"Behold, I stand at the door and knock. If anyone hears my voice and opens the door, (then) I will enter his house and dine with him, and he with me. Rev. 3:20
Well, said the Catholic lady sweetly, You Baptists like to ask Jesus into your heart right?
Thats right.
We like to ask Jesus to take us into his heart.
SYNTAX ERROR
Revelation 3:20 is one of the most abused verses in all of the Bible and it does not mean what your post implied.
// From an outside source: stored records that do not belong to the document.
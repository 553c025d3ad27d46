use std::process::ExitCode;
use std::sync::Arc;
use std::time::Duration;

use clap::{Parser, Subcommand};
use tokio::sync::mpsc;
use tracing_subscriber::EnvFilter;

use vocab_live::db::{self, SettingsRepo, mask_key};
use vocab_live::live::WsConnector;
use vocab_live::voice::{
    AudioBackend, CpalBackend, PlaybackPipeline, calculate_rms, codec, samples_to_wav,
};
use vocab_live::{Config, SessionController, SettingsCredentialResolver, wait_closed};

/// Tutor - Real-time voice tutor for vocabulary practice
#[derive(Parser)]
#[command(name = "tutor", version, about)]
struct Cli {
    /// Increase verbosity (-v, -vv, -vvv)
    #[arg(short, long, action = clap::ArgAction::Count)]
    verbose: u8,

    #[command(subcommand)]
    command: Option<Command>,
}

#[derive(Subcommand)]
#[allow(clippy::enum_variant_names)]
enum Command {
    /// Test microphone input
    TestMic {
        /// Duration in seconds
        #[arg(short, long, default_value = "5")]
        duration: u64,
        /// Save the captured audio as a WAV file
        #[arg(long)]
        save: Option<std::path::PathBuf>,
    },
    /// Test speaker output through the playback scheduler
    TestSpeaker,
    /// Save the API key used for live sessions
    SetKey {
        /// Gemini API key
        key: String,
        /// Custom endpoint or proxy URL
        #[arg(long)]
        endpoint: Option<String>,
    },
    /// Remove the saved API key
    ClearKey,
    /// Show the saved settings
    ShowSettings,
    /// Interactive first-run setup
    Setup,
}

#[tokio::main]
async fn main() -> ExitCode {
    let cli = Cli::parse();

    // Set up logging based on verbosity
    let filter = match cli.verbose {
        0 => "info,vocab_live=info",
        1 => "info,vocab_live=debug",
        2 => "debug",
        _ => "trace",
    };

    tracing_subscriber::fmt()
        .with_env_filter(EnvFilter::new(filter))
        .init();

    // TLS for the live stream; errs only if a provider is already installed
    let _ = rustls::crypto::ring::default_provider().install_default();

    match run(cli).await {
        Ok(()) => ExitCode::SUCCESS,
        Err(e) => {
            tracing::error!("fatal: {e}");
            ExitCode::FAILURE
        }
    }
}

#[allow(clippy::future_not_send)]
async fn run(cli: Cli) -> anyhow::Result<()> {
    // Handle subcommands
    if let Some(cmd) = cli.command {
        return match cmd {
            Command::TestMic { duration, save } => test_mic(duration, save.as_deref()).await,
            Command::TestSpeaker => test_speaker().await,
            Command::SetKey { key, endpoint } => set_key(&key, endpoint.as_deref()),
            Command::ClearKey => clear_key(),
            Command::ShowSettings => show_settings(),
            Command::Setup => vocab_live::setup::run_setup(&settings_repo()?),
        };
    }

    let config = Config::load()?;
    tracing::debug!(?config, "loaded configuration");

    let settings = SettingsRepo::new(db::init(config.db_path())?);
    let mut controller = SessionController::new(
        config.live.clone(),
        config.audio.clone(),
        Arc::new(SettingsCredentialResolver::new(settings)),
        Arc::new(WsConnector),
        Arc::new(CpalBackend),
    );

    let session_status = controller.subscribe();
    controller.set_visualizer(move |tap| {
        let closed = wait_closed(session_status.clone());
        tokio::spawn(async move {
            tokio::pin!(closed);
            let mut tick = tokio::time::interval(Duration::from_millis(250));
            loop {
                tokio::select! {
                    () = &mut closed => break,
                    _ = tick.tick() => tracing::trace!(rms = tap.rms(), "output level"),
                }
            }
        });
    });

    let mut status = controller.subscribe();
    tokio::spawn(async move {
        while status.changed().await.is_ok() {
            let s = status.borrow_and_update().clone();
            tracing::debug!(
                state = ?s.state,
                connected = s.is_connected,
                talking = s.is_talking,
                "session status"
            );
        }
    });

    println!("Connecting to the tutor...");
    let connected = tokio::select! {
        result = controller.connect() => Some(result),
        _ = tokio::signal::ctrl_c() => None,
    };

    match connected {
        None => {
            controller.disconnect();
            return Ok(());
        }
        Some(Err(e)) => {
            eprintln!("{}", e.user_message());
            return Err(e.into());
        }
        Some(Ok(())) => {}
    }

    println!("Connected! Start speaking. Press Ctrl-C to stop.");

    tokio::select! {
        () = controller.run_until_closed() => {}
        _ = tokio::signal::ctrl_c() => {
            tracing::info!("shutdown requested");
        }
    }

    controller.disconnect();

    if let Some(message) = controller.status().last_error {
        eprintln!("{message}");
        anyhow::bail!(message);
    }

    println!("Session ended.");
    Ok(())
}

fn settings_repo() -> anyhow::Result<SettingsRepo> {
    let config = Config::load()?;
    Ok(SettingsRepo::new(db::init(config.db_path())?))
}

/// Test microphone input
#[allow(clippy::future_not_send)]
async fn test_mic(duration: u64, save: Option<&std::path::Path>) -> anyhow::Result<()> {
    let config = Config::load()?;
    let sample_rate = config.audio.capture_sample_rate;

    println!("Testing microphone for {duration} seconds...");
    println!("Speak into your microphone!\n");

    let (frames_tx, mut frames) = mpsc::unbounded_channel();
    let mut capture =
        CpalBackend.open_input(sample_rate, config.audio.capture_frame_size, frames_tx)?;

    println!("Sample rate: {sample_rate} Hz");
    println!("---");

    let mut recorded = Vec::new();
    for i in 0..duration {
        let mut second = Vec::new();
        let deadline = tokio::time::sleep(Duration::from_secs(1));
        tokio::pin!(deadline);

        loop {
            tokio::select! {
                () = &mut deadline => break,
                frame = frames.recv() => match frame {
                    Some(frame) => second.extend_from_slice(&frame.samples),
                    None => break,
                },
            }
        }

        let energy = calculate_rms(&second);
        let peak = second.iter().map(|s| s.abs()).fold(0.0f32, f32::max);

        // Visual meter
        #[allow(clippy::cast_possible_truncation, clippy::cast_sign_loss)]
        let meter_len = (energy * 100.0).min(50.0) as usize;
        let meter: String = "█".repeat(meter_len) + &" ".repeat(50 - meter_len);

        println!(
            "[{:2}s] RMS: {:.4} | Peak: {:.4} | [{}]",
            i + 1,
            energy,
            peak,
            meter
        );

        if save.is_some() {
            recorded.extend(second);
        }
    }

    capture.close();

    if let Some(path) = save {
        std::fs::write(path, samples_to_wav(&recorded, sample_rate)?)?;
        println!("\nSaved {} samples to {}", recorded.len(), path.display());
    }

    println!("\n---");
    println!("If you saw movement in the meter, your mic is working!");
    println!("If RMS stayed near 0, check:");
    println!("  1. Is your mic plugged in?");
    println!("  2. Run: pactl info | grep 'Default Source'");
    println!("  3. Run: arecord -l (to list devices)");
    println!("  4. Try: pavucontrol (to check levels)");

    Ok(())
}

/// Test speaker output with a sine wave split into back-to-back segments
#[allow(clippy::future_not_send)]
async fn test_speaker() -> anyhow::Result<()> {
    let config = Config::load()?;
    let sample_rate = config.audio.playback_sample_rate;

    println!("Testing speaker output...");
    println!("You should hear a 440Hz tone for 2 seconds\n");

    let (ended_tx, mut ended) = mpsc::unbounded_channel();
    let sink = CpalBackend.open_output(sample_rate, config.audio.fft_size, ended_tx)?;
    let mut playback = PlaybackPipeline::new(sink, sample_rate, 1);

    // 2 seconds of 440Hz sine as four half-second deltas
    let frequency = 440.0_f32;
    let segment_len = usize::try_from(sample_rate / 2)?;
    #[allow(clippy::cast_precision_loss)]
    let tone: Vec<f32> = (0..segment_len * 4)
        .map(|i| {
            let t = i as f32 / sample_rate as f32;
            (2.0 * std::f32::consts::PI * frequency * t).sin() * 0.3 // 30% volume
        })
        .collect();

    for chunk in tone.chunks(segment_len) {
        let encoded = codec::encode(chunk);
        if let Some(entry) = playback.push_delta(&encoded.data)? {
            println!(
                "Segment {} at {:.3}s for {:.3}s",
                entry.id, entry.start_time, entry.duration
            );
        }
    }

    while playback.is_talking() {
        match tokio::time::timeout(Duration::from_secs(5), ended.recv()).await {
            Ok(Some(id)) => {
                playback.segment_ended(id);
            }
            Ok(None) | Err(_) => break,
        }
    }
    playback.close();

    println!("\n---");
    println!("If you heard the tone, your speakers are working!");
    println!("If you didn't hear anything, check:");
    println!("  1. Run: pactl info | grep 'Default Sink'");
    println!("  2. Run: pactl list sinks short");
    println!("  3. Try: pavucontrol (to check output levels)");

    Ok(())
}

/// Save the API key
fn set_key(key: &str, endpoint: Option<&str>) -> anyhow::Result<()> {
    let stored = settings_repo()?.save(key, endpoint)?;
    match stored.api_key {
        Some(ref k) => println!("Saved API key {}", mask_key(k)),
        None => println!("Empty key; nothing saved"),
    }
    if let Some(endpoint) = stored.api_endpoint {
        println!("Endpoint: {endpoint}");
    }
    Ok(())
}

/// Remove the saved API key
fn clear_key() -> anyhow::Result<()> {
    if settings_repo()?.clear()? {
        println!("Saved API key removed");
    } else {
        println!("No saved API key");
    }
    Ok(())
}

/// Show the saved settings
fn show_settings() -> anyhow::Result<()> {
    let config = Config::load()?;
    let settings = SettingsRepo::new(db::init(config.db_path())?);

    println!("Model:    {}", config.live.model);
    println!("Voice:    {}", config.live.voice);
    println!("Database: {}", config.db_path().display());

    match settings.get()? {
        Some(stored) => {
            println!(
                "API key:  {}",
                stored.api_key.as_deref().map_or_else(|| "(none)".to_string(), mask_key)
            );
            println!(
                "Endpoint: {}",
                stored.api_endpoint.as_deref().unwrap_or(&config.live.endpoint)
            );
            println!("Updated:  {}", stored.updated_at.to_rfc3339());
        }
        None => {
            println!("API key:  (none saved; GEMINI_API_KEY or API_KEY is used)");
            println!("Endpoint: {}", config.live.endpoint);
        }
    }

    Ok(())
}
Jesus does not knock at the heart’s door of sinners. He never has, and He never will. When He wants to save a man, He calls him to eternal life by His life-giving voice (John 5:25). Sinners can no more resist than did Lazarus (John 11:43-44) or will all dead bodies in the last day (John 5:28-29). If He merely asked sinners to open their doors, no man would be saved (Ps 14:1-3; Rom 3:9- 18). He forcibly and sovereignly regenerates sinners by His own power (John 1:13; 3:8; 5:21). The great God does not ask or beg sinners to cooperate with Him: He raises them from spiritual death with the same resurrection power that raised Jesus from the dead (Eph 1:19-20; 2:1).
The words in this verse are for the church at Laodicea, not sinners in general (Rev 3:14-22). The words were for those with ears to hear, not those needing ears (John 8:43,47). This section of Revelation has the words of Jesus Christ to the pastors of seven churches of Asia. The church of the Laodiceans was self-confident and self-righteous. Jesus rebuked them for their lukewarm condition and haughty spirit, and He described them as being spiritually wretched, miserable, poor, blind, and naked! They needed a personal relationship with Him for true spiritual riches.
The benefit offered by Jesus in the verse is fellowship, not salvation from hell. The Lord Jesus Christ offered the members of this church His personal presence for spiritual communion and fellowship, not regeneration or justification. These saints were already saved from hell as much as they could be; but they were living a miserable existence without a personal relationship with Christ. This offer was the fellowship and joy that John described elsewhere (I John 1:1-10).
And for the record, not all Southern Baptists like to “invite Jesus into our hearts.”
Notice that there is no knob on the outside of the door where Jesus is standing.
We need to open the door to our hearts by turning the knob on the inside of the door and opening it for him.